▶ _STUDY MATERIAL_:
════════════════

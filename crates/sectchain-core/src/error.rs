use thiserror::Error;

use crate::pe::{AlignError, PeError};

/// Everything that can stop an injection.  No variant leaves partial
/// output behind: callers only receive bytes on success.
#[derive(Debug, Clone, PartialEq, Eq, Error)]
pub enum Error {
    /// Input does not parse as a PE32+ image, or the header area cannot take
    /// the new section.
    #[error("{role} image: {source}")]
    Format {
        role: ImageRole,
        #[source]
        source: PeError,
    },
    /// A declared alignment is unusable or a computed address left the
    /// 32-bit range.
    #[error("alignment: {0}")]
    Alignment(#[from] AlignError),
    /// The payload was not built the way the requested checks demand.
    #[error("payload: {0}")]
    Payload(String),
}

/// Which input an error refers to.
#[derive(Debug, Clone, Copy, PartialEq, Eq)]
pub enum ImageRole {
    Host,
    Payload,
}

impl std::fmt::Display for ImageRole {
    fn fmt(&self, f: &mut std::fmt::Formatter<'_>) -> std::fmt::Result {
        match self {
            ImageRole::Host => write!(f, "host"),
            ImageRole::Payload => write!(f, "payload"),
        }
    }
}

impl Error {
    pub(crate) fn host(source: PeError) -> Self {
        Error::Format {
            role: ImageRole::Host,
            source,
        }
    }

    pub(crate) fn payload(source: PeError) -> Self {
        Error::Format {
            role: ImageRole::Payload,
            source,
        }
    }
}

pub type Result<T> = std::result::Result<T, Error>;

════════════════

▶ _PROBLEM REQUIREMENTS_:
Find the word "impl" in the listing above. Copy each line where it appears.

▶ _EXERCISE SOLUTION_:
impl std::fmt::Display for ImageRole {
impl Error {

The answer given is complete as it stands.